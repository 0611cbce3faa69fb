//! acelink Settings Crate
//!
//! Handles driver configuration files and the persistent variable store.

pub mod config;
pub mod error;
pub mod persistence;

pub use config::{
    config_dir, default_config_path, ensure_config_dir, load_config, load_or_default,
    parse_config, save_config, validate_config, ConfigFormat,
};
pub use error::{SettingsError, SettingsResult};
pub use persistence::{default_variables_path, JsonVariableStore};
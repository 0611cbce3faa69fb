use acelink::{
    init_logging_with, AceController, JsonVariableStore, LogFormat, NoopHooks, SerialConnector,
    BUILD_DATE, VERSION,
};
use acelink_settings::{default_config_path, ensure_config_dir, load_or_default};
use anyhow::Context;
use std::path::PathBuf;
use std::sync::Arc;
use tokio::sync::broadcast::error::RecvError;

fn usage() -> ! {
    eprintln!("usage: acelink [--json-logs] [--list-ports] [CONFIG]");
    std::process::exit(2);
}

#[tokio::main]
async fn main() -> anyhow::Result<()> {
    let mut config_path = None;
    let mut log_format = LogFormat::Pretty;
    let mut list_only = false;
    for arg in std::env::args().skip(1) {
        match arg.as_str() {
            "--json-logs" => log_format = LogFormat::Json,
            "--list-ports" => list_only = true,
            "-h" | "--help" => usage(),
            _ if arg.starts_with('-') => usage(),
            _ => config_path = Some(PathBuf::from(arg)),
        }
    }

    init_logging_with(log_format)?;
    tracing::info!("acelink {} (built {})", VERSION, BUILD_DATE);

    if list_only {
        for port in acelink::list_ports()? {
            println!("{}\t{}", port.port_name, port.description);
        }
        return Ok(());
    }

    let config_path = config_path.unwrap_or_else(default_config_path);
    let config = load_or_default(&config_path)
        .with_context(|| format!("loading {}", config_path.display()))?;
    let config_dir = ensure_config_dir().context("creating config directory")?;
    tracing::debug!("Config directory {}", config_dir.display());
    let variables = JsonVariableStore::open_default().context("opening variable store")?;
    tracing::info!("Variables stored in {}", variables.path().display());

    let controller = AceController::new(
        config.clone(),
        Arc::new(SerialConnector::from_config(&config)),
        Arc::new(NoopHooks),
        Arc::new(variables),
    );

    let mut events = controller.events().receiver();
    let logger = tokio::spawn(async move {
        loop {
            match events.recv().await {
                Ok(event) => tracing::info!(category = ?event.category(), "{}", event),
                Err(RecvError::Lagged(skipped)) => {
                    tracing::warn!("Event log lagged, {} events skipped", skipped)
                }
                Err(RecvError::Closed) => break,
            }
        }
    });

    if let Err(e) = controller.start().await {
        tracing::warn!("{}; retrying in the background", e);
    }

    tokio::signal::ctrl_c().await?;
    tracing::info!("Shutting down");
    controller.disconnect();
    logger.abort();
    Ok(())
}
========================================
- **What is being asked**:
Retype every entry above, word for word.

- **Solution to this task**:
repository 0611cbce3faa69fb
//! acelink Settings Crate
//!
//! Handles driver configuration files and the persistent variable store.

pub mod config;
pub mod error;
pub mod persistence;

pub use config::{
    config_dir, default_config_path, ensure_config_dir, load_config, load_or_default,
    parse_config, save_config, validate_config, ConfigFormat,
};
pub use error::{SettingsError, SettingsResult};
pub use persistence::{default_variables_path, JsonVariableStore};
repository 0611cbce3faa69fb
use acelink::{
    init_logging_with, AceController, JsonVariableStore, LogFormat, NoopHooks, SerialConnector,
    BUILD_DATE, VERSION,
};
use acelink_settings::{default_config_path, ensure_config_dir, load_or_default};
use anyhow::Context;
use std::path::PathBuf;
use std::sync::Arc;
use tokio::sync::broadcast::error::RecvError;

fn usage() -> ! {
    eprintln!("usage: acelink [--json-logs] [--list-ports] [CONFIG]");
    std::process::exit(2);
}

#[tokio::main]
async fn main() -> anyhow::Result<()> {
    let mut config_path = None;
    let mut log_format = LogFormat::Pretty;
    let mut list_only = false;
    for arg in std::env::args().skip(1) {
        match arg.as_str() {
            "--json-logs" => log_format = LogFormat::Json,
            "--list-ports" => list_only = true,
            "-h" | "--help" => usage(),
            _ if arg.starts_with('-') => usage(),
            _ => config_path = Some(PathBuf::from(arg)),
        }
    }

    init_logging_with(log_format)?;
    tracing::info!("acelink {} (built {})", VERSION, BUILD_DATE);

    if list_only {
        for port in acelink::list_ports()? {
            println!("{}\t{}", port.port_name, port.description);
        }
        return Ok(());
    }

    let config_path = config_path.unwrap_or_else(default_config_path);
    let config = load_or_default(&config_path)
        .with_context(|| format!("loading {}", config_path.display()))?;
    let config_dir = ensure_config_dir().context("creating config directory")?;
    tracing::debug!("Config directory {}", config_dir.display());
    let variables = JsonVariableStore::open_default().context("opening variable store")?;
    tracing::info!("Variables stored in {}", variables.path().display());

    let controller = AceController::new(
        config.clone(),
        Arc::new(SerialConnector::from_config(&config)),
        Arc::new(NoopHooks),
        Arc::new(variables),
    );

    let mut events = controller.events().receiver();
    let logger = tokio::spawn(async move {
        loop {
            match events.recv().await {
                Ok(event) => tracing::info!(category = ?event.category(), "{}", event),
                Err(RecvError::Lagged(skipped)) => {
                    tracing::warn!("Event log lagged, {} events skipped", skipped)
                }
                Err(RecvError::Closed) => break,
            }
        }
    });

    if let Err(e) = controller.start().await {
        tracing::warn!("{}; retrying in the background", e);
    }

    tokio::signal::ctrl_c().await?;
    tracing::info!("Shutting down");
    controller.disconnect();
    logger.abort();
    Ok(())
}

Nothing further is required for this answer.